Разве не удивительными для сатирического писателя были его мягкость, терпимость и доброта? А ведь знавшим его невозможно представить себе Михаила Михайловича рассерженным, язвительным, недоброжелательно отзывающимся о людях.

В предисловии к одному из сборников своих фельетонов он однажды писал:

«В этих фельетонах нет ни капли выдумки. Здесь все — голая правда. Письма рабкоров, официальные документы и газетные заметки послужили мне материалом. А живые люди, которых, быть может, я здесь пихнул локтем, — пущай простят меня.

Впрочем, в последний момент у меня дрогнула рука, и я, по доброте душевной, слегка изменил фамилии некоторых героев, чтобы позор не пал на ихние светлые головы».

Нетрудно понять, какими ракалиями были эти самые «живые люди», фамилии которых Зощенко «изменил в последний момент», найдя в себе силы отнестись к ним с истинным человеколюбием и извиниться перед ними даже за то, что под вымышленными именами выставил их на всенародное осмеяние.

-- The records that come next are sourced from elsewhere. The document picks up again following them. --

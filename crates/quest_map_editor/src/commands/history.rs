//! Undo/redo history

use super::EditCommand;
use quest_map_core::EntityCollection;
use uuid::Uuid;

/// Default maximum number of undoable steps
pub const DEFAULT_HISTORY_LIMIT: usize = 64;

/// A bounded, linear undo/redo log
///
/// Executed commands sit in a single vector with a cursor: entries below
/// the cursor are undoable, entries at and above it are redoable.
/// Executing a new command truncates the redo tail (no branching).
#[derive(Debug)]
pub struct CommandHistory {
    commands: Vec<EditCommand>,
    cursor: usize,
    limit: usize,
}

impl Default for CommandHistory {
    fn default() -> Self {
        Self::new()
    }
}

impl CommandHistory {
    pub fn new() -> Self {
        Self::with_limit(DEFAULT_HISTORY_LIMIT)
    }

    /// Create a history keeping at most `limit` undoable steps
    pub fn with_limit(limit: usize) -> Self {
        assert!(limit > 0, "history limit must be positive");
        Self {
            commands: Vec::new(),
            cursor: 0,
            limit,
        }
    }

    /// Apply a command and record it for undo; returns the affected ids
    ///
    /// When the command carries the same merge id as its predecessor and
    /// allows merging (a continuing drag gesture), the two fold into one
    /// undo step: parameters combine, nothing re-executes, and a single
    /// undo restores the state from before the first of the merged edits.
    pub fn execute(&mut self, mut command: EditCommand, map: &mut EntityCollection) -> Vec<Uuid> {
        command.redo(map);
        let affected = command.affected_ids();
        self.commands.truncate(self.cursor);

        let unmerged = match self.commands.last_mut() {
            Some(previous)
                if command.allows_merge()
                    && previous.merge_id().is_some()
                    && previous.merge_id() == command.merge_id() =>
            {
                previous.merge_from(command).err()
            }
            _ => Some(command),
        };

        if let Some(command) = unmerged {
            if self.commands.len() == self.limit {
                // Oldest step falls off; undo depth stays bounded
                self.commands.remove(0);
            }
            self.commands.push(command);
        }
        self.cursor = self.commands.len();
        affected
    }

    /// Revert the most recent command; returns the affected ids
    pub fn undo(&mut self, map: &mut EntityCollection) -> Option<Vec<Uuid>> {
        if self.cursor == 0 {
            return None;
        }
        self.cursor -= 1;
        let command = &mut self.commands[self.cursor];
        command.undo(map);
        Some(command.affected_ids())
    }

    /// Re-apply the most recently undone command; returns the affected ids
    pub fn redo(&mut self, map: &mut EntityCollection) -> Option<Vec<Uuid>> {
        if self.cursor == self.commands.len() {
            return None;
        }
        let command = &mut self.commands[self.cursor];
        command.redo(map);
        self.cursor += 1;
        Some(command.affected_ids())
    }

    pub fn can_undo(&self) -> bool {
        self.cursor > 0
    }

    pub fn can_redo(&self) -> bool {
        self.cursor < self.commands.len()
    }

    /// Description of the next undo step, for menu surfaces
    pub fn undo_text(&self) -> Option<&'static str> {
        self.cursor
            .checked_sub(1)
            .map(|position| self.commands[position].text())
    }

    /// Description of the next redo step, for menu surfaces
    pub fn redo_text(&self) -> Option<&'static str> {
        self.commands.get(self.cursor).map(EditCommand::text)
    }

    pub fn len(&self) -> usize {
        self.commands.len()
    }

    pub fn is_empty(&self) -> bool {
        self.commands.is_empty()
    }

    /// Forget all recorded steps
    pub fn clear(&mut self) {
        self.commands.clear();
        self.cursor = 0;
    }
}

Веселый, необходимый человеческому обществу, как воздух, писательский дар — видеть в людях нелепое и уродливое и смешно об этом писать — дан был Зощенко вместе с великой жаждой помочь своим современникам стать умнее, честнее, добрее и благороднее. Поэтому ни один из его рассказов не выглядит зубоскальством или, еще того хуже, олицетворением этакого «гусарского» пессимизма (судьба-индейка, жизнь-копейка), каким проникнуты творения некоторых, по преимуществу зарубежных, сатирических и не сатирических писателей, видящих свое назначение в том, чтобы, сидя в мягких креслах за роскошными письменными столами и вооружившись золотыми перьями, убеждать читателей, что все в этом мире насквозь прогнило и идет к черту.

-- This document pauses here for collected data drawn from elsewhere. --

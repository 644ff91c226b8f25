//! Change notification protocol
//!
//! Every structural mutation of an [`crate::EntityCollection`] emits an
//! `AboutTo*` event strictly before the mutation and the matching post
//! event strictly after, synchronously within the same call stack.
//! Indices inside an `AboutTo*` event refer to pre-mutation state; indices
//! inside a post event refer to post-mutation state (removal post events
//! report the slots the entities formerly occupied). Observers may resolve
//! stale indices only within this window.

use crate::EntityIndex;
use std::cell::RefCell;
use std::rc::{Rc, Weak};
use uuid::Uuid;

/// A structural change notification
#[derive(Debug, Clone, PartialEq)]
pub enum MapEvent {
    /// A sorted batch of entities is about to be inserted at `indices`
    AboutToAddEntities { indices: Vec<EntityIndex> },
    /// The batch was inserted; `indices` are now valid slots
    EntitiesAdded { indices: Vec<EntityIndex> },
    /// The entities at `indices` (sorted ascending, pre-mutation) are about
    /// to be detached
    AboutToRemoveEntities { indices: Vec<EntityIndex> },
    /// The batch was detached; `indices` are the slots they occupied
    EntitiesRemoved { indices: Vec<EntityIndex> },
    /// An entity is about to move within its layer
    AboutToChangeEntityOrder {
        layer: i32,
        old_order: usize,
        new_order: usize,
    },
    /// The within-layer move completed
    EntityOrderChanged {
        layer: i32,
        old_order: usize,
        new_order: usize,
    },
    /// An entity is about to move to another layer
    AboutToChangeEntityLayer {
        old_index: EntityIndex,
        new_layer: i32,
    },
    /// The cross-layer move completed
    EntityLayerChanged {
        id: Uuid,
        old_index: EntityIndex,
        new_index: EntityIndex,
    },
}

/// An observer of structural changes (selections, views)
///
/// Handlers run inside the mutating call; they must not re-enter a
/// mutating call on the same collection (the brackets are not nestable).
pub trait MapObserver {
    fn on_map_event(&mut self, event: &MapEvent);
}

/// Registry of observers notified synchronously, in subscription order
///
/// Observers are held weakly; dropped observers are pruned on the next
/// dispatch.
#[derive(Default)]
pub struct ChangeNotifier {
    observers: Vec<Weak<RefCell<dyn MapObserver>>>,
}

impl ChangeNotifier {
    /// Register an observer
    pub fn subscribe<O: MapObserver + 'static>(&mut self, observer: &Rc<RefCell<O>>) {
        let observer: Rc<RefCell<dyn MapObserver>> = observer.clone();
        self.observers.push(Rc::downgrade(&observer));
    }

    /// Dispatch an event to every live observer
    pub fn notify(&mut self, event: &MapEvent) {
        self.observers.retain(|observer| match observer.upgrade() {
            Some(observer) => {
                observer.borrow_mut().on_map_event(event);
                true
            }
            None => false,
        });
    }

    /// Number of live observers
    pub fn num_observers(&self) -> usize {
        self.observers
            .iter()
            .filter(|observer| observer.strong_count() > 0)
            .count()
    }
}

impl std::fmt::Debug for ChangeNotifier {
    fn fmt(&self, f: &mut std::fmt::Formatter<'_>) -> std::fmt::Result {
        f.debug_struct("ChangeNotifier")
            .field("observers", &self.observers.len())
            .finish()
    }
}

В отличие от литераторов этого рода Зощенко не переставал скорбеть о несовершенстве человеческой природы вообще и о неустройствах нашего житейского обихода, в частности — неустройствах, порой мешающих советским людям жить и работать разумно и дружно, как это им подобает. И всю силу своего писательского таланта он устремлял на то, чтобы пробудить в своих согражданах рядом с непримиримостью к глупости, злобе и пошлости уважение друг к другу и веру в то, что счастливое будущее человечества они держат в своих руках.

Все это до боли отчетливо видишь сейчас, перечитывая сочинения Зощенко и вспоминая, как искаженно воспринимались они теми критиками, которые умудрились увидеть в его рассказах злопыхательское стремление очернить всех без исключения советских людей, представив их скопищем дураков, мещан и прохвостов.

К величайшему нашему счастью, критикам никогда еще не удавалось надолго разлучить читателей с любимыми авторами. И судьба книг Зощенко как нельзя лучше это правило подтверждает.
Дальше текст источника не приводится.